A few years after Greene's death the collection was broken up. In 1799 his son sold the fossils and minerals to Sir John St. Aubyn for £100. Next year Bullock bought for a hundred and fifty guineas the arms and armour which were first exhibited at his museum in the Egyptian Hall, and were afterwards added to the collections of Sir Samuel Meyrick and in the Tower of London. Nearly the whole of the remaining curiosities were sold for £600 to Walter Honeywood Yates of Bromsberrow Place, near Gloucester, who made many additions, and in 1801 printed a catalogue of the whole. Most of these afterwards became the property of Richard Wright, surgeon at Lichfield (who was Greene's grandson, being the fifth son of the daughter who married William Wright), and at his death in 1821 the complete contents of his house were again scattered.

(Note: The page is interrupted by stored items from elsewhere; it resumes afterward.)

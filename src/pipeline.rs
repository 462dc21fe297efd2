//! Run orchestration
//!
//! A run moves through fetch, aggregate, and render phases in order; any
//! fatal error abandons the run before a single byte reaches the output
//! directory. Both artifacts are rendered to memory first and then written
//! via temp-file-and-rename, so observers never see a partial SVG.

use std::path::{Path, PathBuf};
use std::sync::Arc;
use std::time::{Duration, Instant};

use tokio::time::timeout;
use tracing::{debug, info};

use crate::config::Config;
use crate::error::{io_error, Result, StatsError};
use crate::github::StatsSource;
use crate::render::{render_languages, render_overview};
use crate::stats::{aggregate, AggregateStats, ExclusionSet};

/// Phase of a statistics run, for logging and failure attribution
#[derive(Debug, Clone, Copy, PartialEq, Eq)]
pub enum RunPhase {
    Init,
    Fetching,
    Aggregating,
    Rendering,
    Done,
    Failed,
}

impl RunPhase {
    pub fn as_str(&self) -> &'static str {
        match self {
            RunPhase::Init => "init",
            RunPhase::Fetching => "fetching",
            RunPhase::Aggregating => "aggregating",
            RunPhase::Rendering => "rendering",
            RunPhase::Done => "done",
            RunPhase::Failed => "failed",
        }
    }
}

/// Results from a complete statistics run
#[derive(Debug, Clone)]
pub struct RunSummary {
    /// Repositories whose details were fetched, after up-front exclusions
    /// (the listing itself may have seen more)
    pub fetched_repositories: usize,
    /// Repositories that contributed to the totals after exclusions
    pub included_repositories: usize,
    /// Aggregated totals the artifacts were rendered from
    pub totals: AggregateStats,
    /// Paths of the written artifacts
    pub artifacts: Vec<PathBuf>,
    /// Wall-clock duration of the run
    pub duration: Duration,
}

/// The engine that drives one fetch-aggregate-render run
pub struct StatsEngine {
    config: Arc<Config>,
    source: Arc<dyn StatsSource>,
}

impl StatsEngine {
    /// Create an engine over any statistics source
    pub fn new(config: Config, source: Arc<dyn StatsSource>) -> Self {
        Self {
            config: Arc::new(config),
            source,
        }
    }

    /// Run the full pipeline and write both artifacts
    pub async fn run(&self) -> Result<RunSummary> {
        let result = self.run_inner().await;
        if result.is_err() {
            debug!("Run phase: {}", RunPhase::Failed.as_str());
        }
        result
    }

    async fn run_inner(&self) -> Result<RunSummary> {
        let start_time = Instant::now();
        let run_timeout = Duration::from_secs(self.config.fetch.run_timeout_secs);

        debug!("Run phase: {}", RunPhase::Fetching.as_str());
        let repos = timeout(run_timeout, self.source.fetch_repositories())
            .await
            .map_err(|_| StatsError::Network {
                message: format!("run timed out after {}s", run_timeout.as_secs()),
            })??;

        debug!("Run phase: {}", RunPhase::Aggregating.as_str());
        let exclusions = ExclusionSet::from_config(&self.config);
        let totals = aggregate(&repos, &exclusions);

        info!(
            "Aggregated {} of {} repositories: {} stars, {} forks, {} commits, {} languages",
            totals.total_repos,
            repos.len(),
            totals.total_stars,
            totals.total_forks,
            totals.total_commits,
            totals.languages.len()
        );

        debug!("Run phase: {}", RunPhase::Rendering.as_str());
        let templates_dir = Path::new(&self.config.output.templates_dir);
        let overview_template = read_template(&templates_dir.join("overview.svg"))?;
        let languages_template = read_template(&templates_dir.join("languages.svg"))?;

        // Render everything before writing anything: a render failure must
        // leave the output directory untouched
        let overview = render_overview(&totals, self.source.display_name(), &overview_template)?;
        let languages = render_languages(&totals, &languages_template)?;

        let output_dir = Path::new(&self.config.output.dir);
        std::fs::create_dir_all(output_dir)
            .map_err(|e| io_error(output_dir.to_path_buf(), e))?;

        let overview_path = output_dir.join("overview.svg");
        let languages_path = output_dir.join("languages.svg");
        write_all_atomically(&[
            (overview_path.clone(), overview),
            (languages_path.clone(), languages),
        ])?;

        let duration = start_time.elapsed();
        debug!("Run phase: {}", RunPhase::Done.as_str());
        info!(
            "Generated {} and {} in {:.2}s",
            overview_path.display(),
            languages_path.display(),
            duration.as_secs_f64()
        );

        Ok(RunSummary {
            fetched_repositories: repos.len(),
            included_repositories: totals.total_repos,
            totals,
            artifacts: vec![overview_path, languages_path],
            duration,
        })
    }

    /// Get configuration for external inspection
    pub fn config(&self) -> &Config {
        &self.config
    }
}

/// Read a template file, attributing failures to the path
fn read_template(path: &Path) -> Result<String> {
    std::fs::read_to_string(path).map_err(|e| io_error(path.to_path_buf(), e))
}

/// Write a set of files via temporary siblings, renaming only after every
/// write has succeeded
///
/// Rename within one directory is atomic on the platforms we run on, and no
/// rename happens until all content is staged, so a failure partway through
/// cannot leave the artifacts inconsistent with each other: previous versions
/// stay in place and staged files are removed.
fn write_all_atomically(artifacts: &[(PathBuf, String)]) -> Result<()> {
    let mut staged = Vec::with_capacity(artifacts.len());

    for (path, content) in artifacts {
        let tmp_path = path.with_extension("svg.tmp");
        if let Err(e) = std::fs::write(&tmp_path, content) {
            discard_staged(&staged);
            let _ = std::fs::remove_file(&tmp_path);
            return Err(io_error(tmp_path, e));
        }
        staged.push(tmp_path);
    }

    for (tmp_path, (path, _)) in staged.iter().zip(artifacts) {
        if let Err(e) = std::fs::rename(tmp_path, path) {
            discard_staged(&staged);
            return Err(io_error(path.clone(), e));
        }
    }

    Ok(())
}

fn discard_staged(staged: &[PathBuf]) {
    for tmp_path in staged {
        let _ = std::fs::remove_file(tmp_path);
    }
}
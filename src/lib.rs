//! statscard - Deterministic GitHub statistics card generator
//!
//! statscard fetches a user's repository statistics from the GitHub API,
//! aggregates them with configurable exclusions, and renders two
//! reproducible SVG artifacts: an overview card and a language
//! distribution card.
//!
//! ## Core Features
//!
//! - **GitHub Integration**: Paged repository discovery plus per-repository
//!   language bytes and commit deltas, merged into one record per repo
//! - **Exclusion Filtering**: Skip repositories by name or glob, languages
//!   by name, and forks wholesale
//! - **Deterministic Rendering**: Frozen formatting contract so identical
//!   data always produces byte-identical SVG output
//! - **Response Caching**: SQLite-backed write-through memo keyed by
//!   repository, safely ignorable when cold or disabled
//!
//! ## Modules
//!
//! - [`config`]: Configuration loading and environment overrides
//! - [`github`]: GitHub API client and retry policy
//! - [`stats`]: Data model and pure aggregation
//! - [`render`]: SVG template rendering
//! - [`cache`]: Repository statistics cache
//! - [`pipeline`]: Run orchestration and atomic artifact writes

pub mod cache;
pub mod config;
pub mod error;
pub mod github;
pub mod pipeline;
pub mod render;
pub mod stats;

pub use cache::Cache;
pub use config::Config;
pub use error::{Result, StatsError};
pub use github::{GitHubClient, StatsSource};
pub use pipeline::{RunSummary, StatsEngine};
pub use stats::{aggregate, AggregateStats, ExclusionSet, RepositoryStat};
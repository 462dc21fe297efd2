use std::sync::Arc;

use anyhow::{Context, Result};
use clap::{Parser, Subcommand};
use tracing::info;
use tracing_subscriber::{fmt, prelude::*, EnvFilter};

use statscard::{Cache, Config, GitHubClient, StatsEngine};

#[derive(Parser)]
#[command(name = "statscard")]
#[command(about = "Deterministic GitHub statistics card generator")]
#[command(version)]
struct Cli {
    #[command(subcommand)]
    command: Option<Commands>,

    /// Configuration file path (environment variables still apply on top)
    #[arg(short, long)]
    config: Option<std::path::PathBuf>,

    /// Verbose logging
    #[arg(short, long)]
    verbose: bool,
}

#[derive(Subcommand)]
enum Commands {
    /// Fetch statistics and generate both SVG cards (the default)
    Generate {
        /// Output directory override
        #[arg(short, long)]
        output: Option<String>,

        /// Bypass the response cache for this run
        #[arg(long)]
        no_cache: bool,
    },

    /// Verify the configured credential against the API
    Check,
}

#[tokio::main]
async fn main() -> Result<()> {
    let cli = Cli::parse();

    init_logging(cli.verbose)?;
    info!("Starting statscard v{}", env!("CARGO_PKG_VERSION"));

    let config = Config::load_or_default(cli.config.as_deref())?;

    match cli.command.unwrap_or(Commands::Generate {
        output: None,
        no_cache: false,
    }) {
        Commands::Generate { output, no_cache } => generate(config, output, no_cache).await,
        Commands::Check => check(config).await,
    }
}

/// Run the full pipeline and report the summary
async fn generate(mut config: Config, output: Option<String>, no_cache: bool) -> Result<()> {
    if let Some(output) = output {
        config.output.dir = output;
    }

    let token = Config::resolve_token()?;
    if let Some(username) = config.github.username.as_deref() {
        info!("Collecting GitHub statistics for {}", username);
    }

    let cache = if config.cache.enabled && !no_cache {
        match Cache::open_at(config.cache_path(), config.cache.max_age_hours) {
            Ok(cache) => Some(cache),
            // A broken cache downgrades to live fetches, never a failed run
            Err(e) => {
                tracing::warn!("Cache unavailable ({}), fetching live", e);
                None
            }
        }
    } else {
        None
    };

    let client = GitHubClient::new(&config, token, cache)
        .await
        .context("Failed to create GitHub client")?;

    let engine = StatsEngine::new(config, Arc::new(client));
    let summary = engine.run().await.context("Statistics run failed")?;

    println!(
        "Generated {} artifacts from {} repositories ({} included) in {:.2}s",
        summary.artifacts.len(),
        summary.fetched_repositories,
        summary.included_repositories,
        summary.duration.as_secs_f64()
    );

    Ok(())
}

/// Verify authentication without fetching any statistics
async fn check(config: Config) -> Result<()> {
    let token = Config::resolve_token()?;

    match GitHubClient::new(&config, token, None).await {
        Ok(client) => {
            println!("Authentication successful");
            println!("   Username: {}", client.username());
            println!("   Display name: {}", statscard::StatsSource::display_name(&client));
            Ok(())
        }
        Err(e) => {
            println!("Authentication failed: {}", e);
            anyhow::bail!("credential check failed")
        }
    }
}

/// Initialize the tracing subscriber
fn init_logging(verbose: bool) -> Result<()> {
    let filter = if verbose {
        EnvFilter::try_from_default_env().unwrap_or_else(|_| EnvFilter::new("statscard=debug"))
    } else {
        EnvFilter::try_from_default_env().unwrap_or_else(|_| EnvFilter::new("statscard=info"))
    };

    tracing_subscriber::registry()
        .with(fmt::layer().with_target(false))
        .with(filter)
        .init();

    Ok(())
}
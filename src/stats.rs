//! Data model and aggregation
//!
//! [`aggregate`] is a pure fold over fetched [`RepositoryStat`] entries: no
//! I/O, no side effects, deterministic output. All exclusion rules are
//! enforced here so the rendered artifacts can never reflect an excluded
//! repository or language, regardless of what the fetch layer returned.

use std::collections::{HashMap, HashSet};

use regex::Regex;
use serde::{Deserialize, Serialize};

use crate::config::Config;

/// Per-repository statistics fetched from the API
///
/// Immutable once fetched; a cache refresh replaces the whole value.
#[derive(Debug, Clone, PartialEq, Eq, Serialize, Deserialize)]
pub struct RepositoryStat {
    /// Repository identifier in owner/name form
    pub full_name: String,

    /// Whether the repository is a fork
    pub fork: bool,

    /// Star count
    pub stargazers: u64,

    /// Fork count
    pub forks: u64,

    /// Language name to byte count
    pub languages: HashMap<String, u64>,

    /// Lines added by the configured user across all weeks
    pub lines_added: u64,

    /// Lines removed by the configured user across all weeks
    pub lines_deleted: u64,

    /// Commits by the configured user
    pub commits: u64,
}

/// Exclusion filters, resolved once at run start and immutable thereafter
#[derive(Debug, Clone)]
pub struct ExclusionSet {
    repo_patterns: Vec<RepoPattern>,
    languages: HashSet<String>,
    exclude_forks: bool,
}

/// A repository exclusion entry: exact owner/name or a `*` glob
#[derive(Debug, Clone)]
enum RepoPattern {
    Exact(String),
    Glob(Regex),
}

impl ExclusionSet {
    /// Build the exclusion set from configuration
    ///
    /// HTML is always excluded from language totals: it is dominated by
    /// generated documentation and skews byte counts badly.
    pub fn from_config(config: &Config) -> Self {
        let mut languages = config.excluded_languages();
        languages.insert("html".to_string());

        Self {
            repo_patterns: config
                .exclusions
                .repos
                .iter()
                .map(|p| RepoPattern::compile(p))
                .collect(),
            languages,
            exclude_forks: config.exclusions.exclude_forks,
        }
    }

    /// Construct directly, mainly for tests
    pub fn new(repos: &[&str], languages: &[&str], exclude_forks: bool) -> Self {
        let mut language_set: HashSet<String> =
            languages.iter().map(|l| l.to_lowercase()).collect();
        language_set.insert("html".to_string());

        Self {
            repo_patterns: repos.iter().map(|p| RepoPattern::compile(p)).collect(),
            languages: language_set,
            exclude_forks,
        }
    }

    /// Whether a repository identifier (owner/name) is excluded by name
    pub fn is_repo_excluded(&self, full_name: &str) -> bool {
        self.repo_patterns.iter().any(|p| p.matches(full_name))
    }

    /// Whether a language is excluded (case-insensitive)
    pub fn is_language_excluded(&self, language: &str) -> bool {
        self.languages.contains(&language.to_lowercase())
    }

    /// Whether forked repositories are excluded wholesale
    pub fn exclude_forks(&self) -> bool {
        self.exclude_forks
    }

    /// Whether this repository contributes nothing to the aggregate
    pub fn is_excluded(&self, repo: &RepositoryStat) -> bool {
        (self.exclude_forks && repo.fork) || self.is_repo_excluded(&repo.full_name)
    }
}

impl RepoPattern {
    fn compile(pattern: &str) -> Self {
        if pattern.contains('*') {
            let escaped = pattern.replace('.', r"\.").replace('*', ".*");
            match Regex::new(&format!("^{}$", escaped)) {
                Ok(re) => RepoPattern::Glob(re),
                // An unparsable pattern excludes nothing rather than aborting
                Err(_) => RepoPattern::Exact(pattern.to_string()),
            }
        } else {
            RepoPattern::Exact(pattern.to_string())
        }
    }

    fn matches(&self, full_name: &str) -> bool {
        match self {
            RepoPattern::Exact(name) => full_name == name,
            RepoPattern::Glob(re) => re.is_match(full_name),
        }
    }
}

/// Totals across all non-excluded repositories
#[derive(Debug, Clone, Default, PartialEq, Eq, Serialize, Deserialize)]
pub struct AggregateStats {
    pub total_stars: u64,
    pub total_forks: u64,
    pub total_commits: u64,
    pub lines_added: u64,
    pub lines_deleted: u64,
    /// Count of repositories that contributed to the totals
    pub total_repos: usize,
    /// Merged language byte counts across included repositories
    pub languages: HashMap<String, u64>,
}

/// One language's share of the included byte total
#[derive(Debug, Clone, PartialEq)]
pub struct LanguageShare {
    pub name: String,
    pub bytes: u64,
    /// Share of total included bytes, 0.0 to 100.0
    pub percentage: f64,
}

impl AggregateStats {
    /// Total lines changed (added + removed)
    pub fn lines_changed(&self) -> u64 {
        self.lines_added + self.lines_deleted
    }

    /// Language shares ordered by byte count descending, then name ascending
    ///
    /// The ordering is part of the rendering contract: artifacts must be
    /// reproducible byte-for-byte across runs and implementations.
    pub fn language_breakdown(&self) -> Vec<LanguageShare> {
        let total_bytes: u64 = self.languages.values().sum();

        let mut shares: Vec<LanguageShare> = self
            .languages
            .iter()
            .map(|(name, &bytes)| LanguageShare {
                name: name.clone(),
                bytes,
                percentage: if total_bytes > 0 {
                    (bytes as f64 / total_bytes as f64) * 100.0
                } else {
                    0.0
                },
            })
            .collect();

        shares.sort_by(|a, b| b.bytes.cmp(&a.bytes).then_with(|| a.name.cmp(&b.name)));
        shares
    }
}

/// Fold repository statistics into totals, applying exclusions
///
/// Excluded repositories (by name or by fork flag when fork exclusion is on)
/// contribute to no total at all; excluded languages are dropped from the
/// merged byte map of every included repository.
pub fn aggregate(repos: &[RepositoryStat], exclusions: &ExclusionSet) -> AggregateStats {
    let mut totals = AggregateStats::default();

    for repo in repos {
        if exclusions.is_excluded(repo) {
            continue;
        }

        totals.total_stars += repo.stargazers;
        totals.total_forks += repo.forks;
        totals.total_commits += repo.commits;
        totals.lines_added += repo.lines_added;
        totals.lines_deleted += repo.lines_deleted;
        totals.total_repos += 1;

        for (language, bytes) in &repo.languages {
            if exclusions.is_language_excluded(language) {
                continue;
            }
            *totals.languages.entry(language.clone()).or_insert(0) += bytes;
        }
    }

    totals
}
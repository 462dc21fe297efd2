//! Error taxonomy
//!
//! Failures are classified by what the caller can do about them: `Auth` is
//! fatal and actionable by the operator, `RateLimited` and `Network` are
//! retryable within the configured budget, everything else aborts the run.

use std::path::PathBuf;

use thiserror::Error;

pub type Result<T, E = StatsError> = std::result::Result<T, E>;

/// Errors surfaced by the statistics pipeline
#[derive(Debug, Error)]
pub enum StatsError {
    /// The credential was rejected; no amount of retrying helps
    #[error("authentication failed: {message}")]
    Auth { message: String },

    /// The API quota is exhausted; retryable after a delay
    #[error("GitHub rate limit exceeded")]
    RateLimited {
        /// Server-suggested wait in seconds, when provided
        retry_after: Option<u64>,
    },

    /// Transport-level failure (DNS, TLS, timeouts); retryable
    #[error("network error: {message}")]
    Network { message: String },

    /// The API answered with something other than success
    #[error("GitHub API error at {path}: {message}")]
    Api { path: String, message: String },

    /// A template could not be rendered into a valid artifact
    #[error("render error: {message}")]
    Render { message: String },

    /// The configuration is unusable
    #[error("configuration error: {message}")]
    Config { message: String },

    /// The cache database failed underneath us
    #[error("cache error: {0}")]
    Cache(#[from] rusqlite::Error),

    /// Filesystem failure, attributed to the path involved
    #[error("I/O error at {path}: {source}")]
    Io {
        path: PathBuf,
        #[source]
        source: std::io::Error,
    },

    /// A payload could not be encoded or decoded
    #[error("serialization error: {0}")]
    Serialize(#[from] serde_json::Error),
}

impl StatsError {
    /// Whether retrying the failed operation can reasonably succeed
    pub fn is_retryable(&self) -> bool {
        matches!(
            self,
            StatsError::RateLimited { .. } | StatsError::Network { .. }
        )
    }

    pub fn auth(message: impl Into<String>) -> Self {
        StatsError::Auth {
            message: message.into(),
        }
    }

    pub fn render(message: impl Into<String>) -> Self {
        StatsError::Render {
            message: message.into(),
        }
    }

    pub fn config(message: impl Into<String>) -> Self {
        StatsError::Config {
            message: message.into(),
        }
    }
}

/// Attribute an I/O failure to the path it happened on
pub fn io_error(path: PathBuf, source: std::io::Error) -> StatsError {
    StatsError::Io { path, source }
}

impl From<reqwest::Error> for StatsError {
    fn from(err: reqwest::Error) -> Self {
        StatsError::Network {
            message: err.to_string(),
        }
    }
}

impl From<octocrab::Error> for StatsError {
    fn from(err: octocrab::Error) -> Self {
        match err {
            octocrab::Error::GitHub { source, .. } => {
                let message = source.message.clone();
                match source.status_code.as_u16() {
                    401 => StatsError::auth(message),
                    // octocrab's typed error carries no response headers, so
                    // any Retry-After hint is lost on this path; the raw REST
                    // client preserves it
                    403 | 429 => StatsError::RateLimited { retry_after: None },
                    _ => StatsError::Api {
                        path: source.status_code.to_string(),
                        message,
                    },
                }
            }
            other => StatsError::Network {
                message: other.to_string(),
            },
        }
    }
}

#[cfg(test)]
mod tests {
    use assert_matches::assert_matches;

    use super::*;

    #[test]
    fn test_retryable_classification() {
        assert!(StatsError::RateLimited { retry_after: None }.is_retryable());
        assert!(StatsError::Network {
            message: "timeout".to_string()
        }
        .is_retryable());

        assert!(!StatsError::auth("bad token").is_retryable());
        assert!(!StatsError::render("missing placeholder").is_retryable());
        assert!(!StatsError::config("no username").is_retryable());
    }

    #[test]
    fn test_io_error_carries_path() {
        let err = io_error(
            PathBuf::from("/tmp/out.svg"),
            std::io::Error::new(std::io::ErrorKind::PermissionDenied, "denied"),
        );

        assert_matches!(err, StatsError::Io { ref path, .. }
            if path == &PathBuf::from("/tmp/out.svg"));
        assert!(err.to_string().contains("/tmp/out.svg"));
    }

    #[test]
    fn test_display_messages() {
        let err = StatsError::auth("bad credentials");
        assert_eq!(err.to_string(), "authentication failed: bad credentials");

        let err = StatsError::Api {
            path: "/repos/a/b/languages".to_string(),
            message: "unexpected status 500".to_string(),
        };
        assert!(err.to_string().contains("/repos/a/b/languages"));
    }
}
use lazy_static::lazy_static;
use regex::Regex;
use sha2::{Digest, Sha256};

lazy_static! {
    static ref EMAIL_RE: Regex = Regex::new(
        r"^[A-Za-z0-9_'+\-.]*[A-Za-z0-9_+\-]@([A-Za-z0-9][A-Za-z0-9\-]*\.)+[A-Za-z]{2,}$"
    )
    .unwrap();
}

// Email syntax check (no leading dot, no "..", TLD of 2+ letters)
pub fn is_valid_email(email: &str) -> bool {
    !email.starts_with('.') && !email.contains("..") && EMAIL_RE.is_match(email)
}

// Short hash of an email so logs can correlate requests without storing it
pub fn email_digest(email: &str) -> String {
    let mut hasher = Sha256::new();
    hasher.update(email.as_bytes());
    let hex = format!("{:x}", hasher.finalize());
    hex[..12].to_string()
}
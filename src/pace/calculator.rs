use serde::Serialize;
use tracing::debug;

use crate::error::PaceError;

use super::format::{format_distance, format_pace, parse_distance, parse_pace, parse_time};
use super::solver::{Derivation, solve};
use super::units::{FinishTime, finish_time_table};
use super::{Field, Unit};

/// An editing session: the three text inputs, the unit toggle and which
/// field the user touched last.
#[derive(Debug, Clone, Default, PartialEq)]
pub struct Calculator {
    pub unit: Unit,
    pub pace: String,
    pub distance: String,
    pub time: String,
    pub last_edited: Option<Field>,
}

#[derive(Debug, Clone, Copy, PartialEq, Eq, Serialize)]
#[serde(rename_all = "lowercase")]
pub enum FieldState {
    Absent,
    Valid,
    Invalid,
}

#[derive(Debug, Clone, PartialEq, Serialize)]
pub struct FieldView {
    pub text: String,
    pub state: FieldState,
    #[serde(skip_serializing_if = "Option::is_none")]
    pub error: Option<String>,
}

/// Everything a client needs to render the calculator.
#[derive(Debug, Clone, PartialEq, Serialize)]
pub struct CalculatorView {
    pub unit: Unit,
    pub pace: FieldView,
    pub distance: FieldView,
    pub time: FieldView,
    pub derived: Option<Field>,
    pub error: Option<String>,
    pub current_pace: Option<String>,
    pub finish_times: Vec<FinishTime>,
}

impl CalculatorView {
    /// Folds the result of [`Calculator::recompute`] into the view.
    pub fn with_outcome(mut self, outcome: &Result<Option<Derivation>, PaceError>) -> Self {
        match outcome {
            Ok(derivation) => self.derived = derivation.map(|d| d.field),
            Err(err) => {
                let message = err.to_string();
                self.field_mut(err.field()).error = Some(message.clone());
                self.error = Some(message);
            }
        }
        self
    }

    fn field_mut(&mut self, field: Field) -> &mut FieldView {
        match field {
            Field::Pace => &mut self.pace,
            Field::Distance => &mut self.distance,
            Field::Time => &mut self.time,
        }
    }
}

impl Calculator {
    pub fn new(unit: Unit) -> Self {
        Self {
            unit,
            ..Self::default()
        }
    }

    pub fn text(&self, field: Field) -> &str {
        match field {
            Field::Pace => &self.pace,
            Field::Distance => &self.distance,
            Field::Time => &self.time,
        }
    }

    fn text_mut(&mut self, field: Field) -> &mut String {
        match field {
            Field::Pace => &mut self.pace,
            Field::Distance => &mut self.distance,
            Field::Time => &mut self.time,
        }
    }

    /// Parses one field. `Ok(None)` means the field is blank.
    pub fn parse(&self, field: Field) -> Result<Option<f64>, PaceError> {
        let text = self.text(field);
        match field {
            Field::Pace => parse_pace(text),
            Field::Distance => parse_distance(text),
            Field::Time => parse_time(text),
        }
    }

    fn valid(&self, field: Field) -> Option<f64> {
        self.parse(field).ok().flatten()
    }

    /// Replaces a field's text and marks it as the last edited.
    pub fn edit(&mut self, field: Field, text: impl Into<String>) {
        *self.text_mut(field) = text.into();
        self.last_edited = Some(field);
    }

    /// Derives the missing (or stale) field and writes it back as text.
    ///
    /// A field holding invalid text is never overwritten: it stays as typed
    /// until the user edits it again.
    pub fn recompute(&mut self) -> Result<Option<Derivation>, PaceError> {
        let derivation = solve(
            self.valid(Field::Pace),
            self.valid(Field::Distance),
            self.valid(Field::Time),
            self.last_edited,
        )?;
        let Some(derivation) = derivation else {
            return Ok(None);
        };
        if self.parse(derivation.field).is_err() {
            debug!(field = %derivation.field, "Skipping derivation into invalid field");
            return Ok(None);
        }
        *self.text_mut(derivation.field) = derivation.text();
        Ok(Some(derivation))
    }

    /// Switches units, converting distance and pace text. Time is untouched,
    /// and text that doesn't parse is left as typed.
    pub fn toggle_unit(&mut self, next: Unit) {
        if next == self.unit {
            return;
        }
        if let Ok(Some(distance)) = self.parse(Field::Distance) {
            self.distance = format_distance(self.unit.convert_distance(next, distance));
        }
        if let Ok(Some(pace)) = self.parse(Field::Pace) {
            self.pace = format_pace(self.unit.convert_pace(next, pace));
        }
        self.unit = next;
    }

    /// Clears all fields, keeping the unit.
    pub fn reset(&mut self) {
        *self = Self::new(self.unit);
    }

    /// Seconds per unit, from the pace field or else from time over distance.
    pub fn current_pace(&self) -> Option<f64> {
        if let Some(pace) = self.valid(Field::Pace) {
            return Some(pace);
        }
        match (self.valid(Field::Time), self.valid(Field::Distance)) {
            (Some(time), Some(distance)) if distance > 0.0 => Some(time / distance),
            _ => None,
        }
    }

    pub fn finish_times(&self) -> Vec<FinishTime> {
        finish_time_table(self.current_pace(), self.unit.presets())
    }

    fn field_view(&self, field: Field) -> FieldView {
        let (state, error) = match self.parse(field) {
            Ok(None) => (FieldState::Absent, None),
            Ok(Some(_)) => (FieldState::Valid, None),
            Err(err) => (FieldState::Invalid, Some(err.to_string())),
        };
        FieldView {
            text: self.text(field).to_string(),
            state,
            error,
        }
    }

    pub fn view(&self) -> CalculatorView {
        CalculatorView {
            unit: self.unit,
            pace: self.field_view(Field::Pace),
            distance: self.field_view(Field::Distance),
            time: self.field_view(Field::Time),
            derived: None,
            error: None,
            current_pace: self.current_pace().map(format_pace),
            finish_times: self.finish_times(),
        }
    }
}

Greene was a frequent contributor to the pages of the Gentleman's Magazine. A woodcut from his sketch of a tombstone found in 1746 among the ruins of the friary at Lichfield appeared in its number for September 1746, p. 465; and so late in his life as 1790 he communicated to it a notice of a manual of devotion, written on vellum, and formerly belonging to Catherine Parr, the last wife of Henry VIII. A list of many of these articles, and several of his letters on antiquarian topics are printed by Nichols. Stebbing Shaw was favoured by Greene's son with the loan of some valuable manuscripts and plates from the museum for use in his History of Staffordshire, and he embodied in his account of Lichfield a description of the collection. When Johnson was desirous of placing an epitaph for his father, mother, and brother on the spot in the middle aisle in St. Michael's Church at Lichfield, where their bones rested, he sent the lines to Greene. Greene contributed some anecdotes of Johnson to 'Johnsoniana' (Boswell, 1835, ed. ix. 248).